Mass spectrometry (MS)-based bottom-up proteomics and quantitative proteomic labeling strategies have led to unprecedented insights into systems biology and provided invaluable resources as a multifaceted analytical tool. We have utilized such techniques to analyze small GTPases of the Ras superfamily, which represent a class of crucial signaling molecules in cells, and the aberrant regulation of their expressions is implicated with various types of human diseases.
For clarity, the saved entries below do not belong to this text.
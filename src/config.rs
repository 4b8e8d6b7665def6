//! Session configuration.
//!
//! Everything the rig reads at startup: which detector to run, where to
//! write history, which animals are enrolled and at which task/level, and
//! each task's adaptation policy.  Loaded and persisted through
//! [`ConfigPort`](crate::app::ports::ConfigPort); the scheduler writes back
//! only per-animal `task`/`level`.

use std::collections::BTreeMap;
use std::path::PathBuf;

use serde::{Deserialize, Serialize};

use crate::detector::mock::{MOCK_PRIMARY, MOCK_SECONDARY};
use crate::error::ConfigError;
use crate::tasks::TaskKind;

/// Default reader line speed.
pub const DEFAULT_BAUD_RATE: u32 = 9600;

// ---------------------------------------------------------------------------
// Detector settings
// ---------------------------------------------------------------------------

/// Backend selector for the detector factory.
#[derive(Debug, Clone, Copy, Default, PartialEq, Eq, Serialize, Deserialize)]
#[serde(rename_all = "snake_case")]
pub enum DetectorKind {
    #[default]
    Mock,
    DorsetLid665v42,
}

#[derive(Debug, Clone, PartialEq, Serialize, Deserialize)]
#[serde(default)]
pub struct DetectorSettings {
    pub kind: DetectorKind,
    /// Serial device path, required for the RFID reader.
    pub port: Option<String>,
    pub baud_rate: u32,
    /// Report absence after this long without a tag read.  `None` disables.
    pub presence_timeout_ms: Option<u64>,
    /// How long a departed animal counts as "returning".  0 disables.
    pub return_window_ms: u64,
}

impl Default for DetectorSettings {
    fn default() -> Self {
        Self {
            kind: DetectorKind::Mock,
            port: None,
            baud_rate: DEFAULT_BAUD_RATE,
            presence_timeout_ms: Some(2_000),
            return_window_ms: 10_000,
        }
    }
}

// ---------------------------------------------------------------------------
// Animals and tasks
// ---------------------------------------------------------------------------

#[derive(Debug, Clone, PartialEq, Eq, Serialize, Deserialize)]
pub struct AnimalConfig {
    pub name: String,
    pub task: TaskKind,
    #[serde(default)]
    pub level: u32,
}

/// Per-task adaptation policy.
#[derive(Debug, Clone, PartialEq, Serialize, Deserialize)]
#[serde(default)]
pub struct ScheduleCondition {
    pub level_count: u32,
    /// Trials per evaluation window.
    pub evaluation_interval: u32,
    /// Correct-rate at or above which difficulty increases.
    pub difficulty_increase_threshold: f64,
    /// Correct-rate at or below which difficulty decreases.
    pub difficulty_decrease_threshold: f64,
    /// Task to advance to after the last level.
    pub next_task: Option<TaskKind>,
}

impl Default for ScheduleCondition {
    fn default() -> Self {
        Self {
            level_count: 1,
            evaluation_interval: 20,
            difficulty_increase_threshold: 0.8,
            difficulty_decrease_threshold: 0.45,
            next_task: None,
        }
    }
}

/// Task-level configuration: policy, task-wide parameters and one
/// parameter object per difficulty level.
#[derive(Debug, Clone, Default, PartialEq, Serialize, Deserialize)]
#[serde(default)]
pub struct TaskProfile {
    pub condition: Option<ScheduleCondition>,
    pub params: serde_json::Value,
    pub levels: Vec<serde_json::Value>,
}

// ---------------------------------------------------------------------------
// Session
// ---------------------------------------------------------------------------

#[derive(Debug, Clone, PartialEq, Serialize, Deserialize)]
#[serde(default)]
pub struct SessionConfig {
    pub rig_id: String,
    pub experimenter: String,
    /// Incremented once per run by the binary.
    pub session_id: u32,
    /// Root of the per-session history tree.
    pub data_dir: PathBuf,
    pub detector: DetectorSettings,
    pub animals: BTreeMap<String, AnimalConfig>,
    pub tasks: BTreeMap<TaskKind, TaskProfile>,
}

impl Default for SessionConfig {
    fn default() -> Self {
        let animals = [MOCK_PRIMARY, MOCK_SECONDARY]
            .into_iter()
            .map(|name| {
                (
                    name.to_owned(),
                    AnimalConfig {
                        name: name.to_owned(),
                        task: TaskKind::SizeReductionStage,
                        level: 0,
                    },
                )
            })
            .collect();

        Self {
            rig_id: "rig_001".into(),
            experimenter: String::new(),
            session_id: 0,
            data_dir: PathBuf::from("data"),
            detector: DetectorSettings::default(),
            animals,
            tasks: default_task_profiles(),
        }
    }
}

fn stage(
    levels: &[(f64, u64)],
    next_task: Option<TaskKind>,
) -> TaskProfile {
    TaskProfile {
        condition: Some(ScheduleCondition {
            level_count: levels.len() as u32,
            next_task,
            ..ScheduleCondition::default()
        }),
        params: serde_json::json!({ "reward_ms": 500 }),
        levels: levels
            .iter()
            .map(|&(p, trial_ms)| serde_json::json!({ "success_probability": p, "trial_ms": trial_ms }))
            .collect(),
    }
}

fn default_task_profiles() -> BTreeMap<TaskKind, TaskProfile> {
    BTreeMap::from([
        (
            TaskKind::SizeReductionStage,
            stage(&[(0.9, 800), (0.8, 1000), (0.7, 1200)], Some(TaskKind::DetectStage)),
        ),
        (
            TaskKind::DetectStage,
            stage(&[(0.8, 1000), (0.65, 1500)], Some(TaskKind::DiscriminateStage)),
        ),
        (TaskKind::DiscriminateStage, stage(&[(0.6, 2000)], None)),
    ])
}

impl SessionConfig {
    pub fn condition_for(&self, kind: TaskKind) -> Option<&ScheduleCondition> {
        self.tasks.get(&kind).and_then(|p| p.condition.as_ref())
    }

    /// Record an animal's current task and level.
    pub fn set_progress(&mut self, name: &str, task: TaskKind, level: u32) {
        self.animals
            .entry(name.to_owned())
            .and_modify(|a| {
                a.task = task;
                a.level = level;
            })
            .or_insert_with(|| AnimalConfig {
                name: name.to_owned(),
                task,
                level,
            });
    }
}

// ---------------------------------------------------------------------------
// Validation
// ---------------------------------------------------------------------------

/// Range-check a configuration before it is persisted or used.
pub fn validate_config(cfg: &SessionConfig) -> Result<(), ConfigError> {
    for (kind, profile) in &cfg.tasks {
        if kind.is_system() && profile.condition.is_some() {
            return Err(ConfigError::ValidationFailed(
                "system tasks (idle, error) cannot carry a schedule condition",
            ));
        }
        if let Some(c) = &profile.condition {
            validate_condition(c)?;
        }
    }

    for (key, animal) in &cfg.animals {
        if key != &animal.name {
            return Err(ConfigError::ValidationFailed(
                "animals: map key must equal the animal's name",
            ));
        }
        if animal.task.is_system() {
            return Err(ConfigError::ValidationFailed(
                "animals: task must be a training task, not idle/error",
            ));
        }
    }

    if cfg.detector.kind == DetectorKind::DorsetLid665v42
        && cfg.detector.port.as_deref().is_none_or(str::is_empty)
    {
        return Err(ConfigError::ValidationFailed(
            "detector.port is required for dorset_lid665v42",
        ));
    }
    if cfg.detector.baud_rate == 0 {
        return Err(ConfigError::ValidationFailed("detector.baud_rate must be > 0"));
    }
    if cfg.detector.presence_timeout_ms == Some(0) {
        return Err(ConfigError::ValidationFailed(
            "detector.presence_timeout_ms must be > 0 when set",
        ));
    }
    Ok(())
}

fn validate_condition(c: &ScheduleCondition) -> Result<(), ConfigError> {
    if c.level_count < 1 {
        return Err(ConfigError::ValidationFailed("condition.level_count must be >= 1"));
    }
    if c.evaluation_interval < 1 {
        return Err(ConfigError::ValidationFailed(
            "condition.evaluation_interval must be >= 1",
        ));
    }
    if !(0.0..=1.0).contains(&c.difficulty_increase_threshold)
        || !(0.0..=1.0).contains(&c.difficulty_decrease_threshold)
    {
        return Err(ConfigError::ValidationFailed(
            "condition thresholds must be within 0.0-1.0",
        ));
    }
    if c.difficulty_decrease_threshold >= c.difficulty_increase_threshold {
        return Err(ConfigError::ValidationFailed(
            "condition.difficulty_decrease_threshold must be < difficulty_increase_threshold",
        ));
    }
    if c.next_task.is_some_and(TaskKind::is_system) {
        return Err(ConfigError::ValidationFailed(
            "condition.next_task must be a training task",
        ));
    }
    Ok(())
}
In this dissertation, I report the development and applications of novel targeted quantitative proteomic methods for high-throughput and reproducible profiling of small GTPases in cultured human cells and patient-derived brain tissues that carry disease-related changes.

In Chapter 2, I describe the development of a novel scheduled multiple-reaction monitoring (MRM)-based targeted quantitative proteomic method, in conjunction with stable isotope labeling by amino acids in cell culture (SILAC) for the quantification of more than 90 small GTPases in the paired primary/metastatic melanoma cell lines. The data reveal previously unrecognized roles of RAB38 in promoting melanoma metastasis in vitro.
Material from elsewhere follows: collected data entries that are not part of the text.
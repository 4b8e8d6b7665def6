//! Fuzz target: `FrameParser::feed`
//!
//! Drives arbitrary byte sequences into the streaming RFID frame parser
//! and asserts that it never panics, never yields a tag id of the wrong
//! width, and decodes a clean frame after a reset.
//!
//! cargo fuzz run fuzz_frame_parser

#![no_main]

use libfuzzer_sys::fuzz_target;
use trainrig::rfid::codec::{FrameParser, ParserState, TAG_HEX_RANGE, encode_frame};

const KNOWN_FRAME_PAYLOAD: [u8; 8] = [0xFE, 0x01, 0x21, 0x00, 0x00, 0x00, 0xAB, 0xCD];

fuzz_target!(|data: &[u8]| {
    let mut parser = FrameParser::new();

    for &byte in data {
        match parser.feed(byte) {
            Ok(Some(read)) => {
                assert_eq!(read.animal_id.len(), TAG_HEX_RANGE.len());
                assert_eq!(parser.state(), ParserState::WaitForStart);
            }
            Ok(None) => {}
            Err(e) => assert_eq!(parser.last_error(), Some(e)),
        }
    }

    parser.reset();
    let mut frame = [0u8; 32];
    let n = encode_frame(&KNOWN_FRAME_PAYLOAD, 0, &mut frame).expect("frame fits");
    let reads: Vec<_> = frame[..n]
        .iter()
        .filter_map(|&b| parser.feed(b).ok().flatten())
        .collect();
    assert_eq!(reads.len(), 1);
    assert_eq!(reads[0].animal_id, "abcd");
});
In Chapter 3, the established scheduled MRM-based method was further applied to assess the differential expression of small GTPases in wild-type MCF-7 and the paired tamoxifen-resistant breast cancer cells. The method facilitated robust quantification of 96 small GTPases, among which down-regulation of RAB31 was analyzed further and demonstrated to play a role in the development of acquired tamoxifen resistance.

In Chapter 4, we extended the use of the scheduled MRM method to comprehensively investigate the differential expression of small GTPases in paired primary/metastatic colorectal cancer cell (CRC) lines SW480 and SW620. With this approach, 83 small GTPases were robustly quantified, leading to the identification of SAR1B as a potential suppressor for CRC metastasis. We also showed that diminished SAR1B expression could stimulate epithelial–mesenchymal transition (EMT), thereby promoting motility and in vitro metastasis of SW480 cells.

In Chapter 5, I describe the development of a novel targeted quantitative proteomic assay based on MRM and the use of crude synthetic stable isotope-labeled (SIL) peptides as internal standards (IS) and surrogate standards (SS). By using this approach, we quantified ~80 small GTPases from lysates of frontal cortex from post-mortem Alzheimer’s disease (AD) patient brain tissue samples. The method displayed excellent throughput, sensitivity and reproducibility. Furthermore, we observed that the protein expression levels of Rab3A/C, Rab4A/B and Rab27B proteins, which are involved with synaptic and secretory vesicles, increased with degree of disease severity. The MRM quantification results were further verified by Western blotting.